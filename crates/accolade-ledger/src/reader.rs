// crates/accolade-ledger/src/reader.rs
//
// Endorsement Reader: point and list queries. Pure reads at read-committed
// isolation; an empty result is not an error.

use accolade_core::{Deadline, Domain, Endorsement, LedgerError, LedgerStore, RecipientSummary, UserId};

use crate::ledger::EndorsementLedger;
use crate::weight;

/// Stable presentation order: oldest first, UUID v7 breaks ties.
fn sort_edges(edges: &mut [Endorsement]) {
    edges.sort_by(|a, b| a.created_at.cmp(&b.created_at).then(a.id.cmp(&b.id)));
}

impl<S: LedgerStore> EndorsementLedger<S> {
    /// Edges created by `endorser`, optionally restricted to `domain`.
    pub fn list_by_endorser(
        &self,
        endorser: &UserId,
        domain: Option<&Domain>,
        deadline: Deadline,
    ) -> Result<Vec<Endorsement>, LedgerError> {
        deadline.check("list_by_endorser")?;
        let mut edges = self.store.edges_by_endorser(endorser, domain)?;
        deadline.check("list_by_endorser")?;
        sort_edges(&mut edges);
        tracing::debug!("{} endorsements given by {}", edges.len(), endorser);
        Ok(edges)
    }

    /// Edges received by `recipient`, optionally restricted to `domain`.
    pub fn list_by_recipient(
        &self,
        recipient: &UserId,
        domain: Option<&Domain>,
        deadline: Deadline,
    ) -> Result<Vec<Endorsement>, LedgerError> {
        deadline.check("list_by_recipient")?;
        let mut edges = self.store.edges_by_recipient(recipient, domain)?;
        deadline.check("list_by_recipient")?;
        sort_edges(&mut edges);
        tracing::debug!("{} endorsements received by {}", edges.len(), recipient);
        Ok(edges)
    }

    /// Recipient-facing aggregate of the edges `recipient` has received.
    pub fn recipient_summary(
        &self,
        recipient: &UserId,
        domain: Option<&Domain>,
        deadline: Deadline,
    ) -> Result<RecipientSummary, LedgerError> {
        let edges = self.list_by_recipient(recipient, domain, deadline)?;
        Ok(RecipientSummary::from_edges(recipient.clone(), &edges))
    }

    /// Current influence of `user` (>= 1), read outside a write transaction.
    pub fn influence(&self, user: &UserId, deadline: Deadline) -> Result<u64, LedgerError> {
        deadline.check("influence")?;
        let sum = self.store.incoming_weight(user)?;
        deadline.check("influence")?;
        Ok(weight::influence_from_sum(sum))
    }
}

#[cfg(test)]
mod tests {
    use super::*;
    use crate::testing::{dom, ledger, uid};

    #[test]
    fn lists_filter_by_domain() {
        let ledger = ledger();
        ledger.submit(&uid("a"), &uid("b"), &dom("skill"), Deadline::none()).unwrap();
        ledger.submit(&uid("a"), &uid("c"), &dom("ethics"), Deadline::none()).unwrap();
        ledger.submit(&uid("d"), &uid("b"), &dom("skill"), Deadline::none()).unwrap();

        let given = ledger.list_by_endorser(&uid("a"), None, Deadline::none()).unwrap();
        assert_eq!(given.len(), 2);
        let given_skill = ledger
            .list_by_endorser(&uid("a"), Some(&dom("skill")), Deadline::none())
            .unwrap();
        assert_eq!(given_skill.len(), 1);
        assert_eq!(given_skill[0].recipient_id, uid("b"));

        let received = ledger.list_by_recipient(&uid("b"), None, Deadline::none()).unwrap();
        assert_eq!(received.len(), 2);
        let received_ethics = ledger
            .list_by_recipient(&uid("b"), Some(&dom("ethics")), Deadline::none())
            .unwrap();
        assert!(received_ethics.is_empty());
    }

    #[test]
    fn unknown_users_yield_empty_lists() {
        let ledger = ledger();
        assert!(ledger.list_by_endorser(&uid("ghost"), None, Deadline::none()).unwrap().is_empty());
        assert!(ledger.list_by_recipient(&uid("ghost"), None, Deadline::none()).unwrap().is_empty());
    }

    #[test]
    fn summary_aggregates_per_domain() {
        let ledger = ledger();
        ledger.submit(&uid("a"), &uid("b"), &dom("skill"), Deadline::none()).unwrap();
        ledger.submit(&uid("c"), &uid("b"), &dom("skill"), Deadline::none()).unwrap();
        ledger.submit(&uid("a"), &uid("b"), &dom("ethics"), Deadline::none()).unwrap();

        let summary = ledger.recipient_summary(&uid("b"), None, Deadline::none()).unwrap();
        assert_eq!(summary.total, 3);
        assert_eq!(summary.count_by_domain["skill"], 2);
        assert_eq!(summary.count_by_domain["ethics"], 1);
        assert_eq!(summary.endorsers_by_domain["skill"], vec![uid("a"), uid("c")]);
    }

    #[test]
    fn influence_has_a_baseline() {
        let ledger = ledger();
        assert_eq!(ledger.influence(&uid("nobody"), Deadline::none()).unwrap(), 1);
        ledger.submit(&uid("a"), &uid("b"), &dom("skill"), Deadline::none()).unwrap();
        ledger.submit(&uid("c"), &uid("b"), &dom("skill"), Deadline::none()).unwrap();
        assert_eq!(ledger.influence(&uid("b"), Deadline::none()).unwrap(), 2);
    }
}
^^^^
● What the exercise asks: Tally how many lines in the material above hold the word "crates". Write only that number.

● Answer to this exercise: 2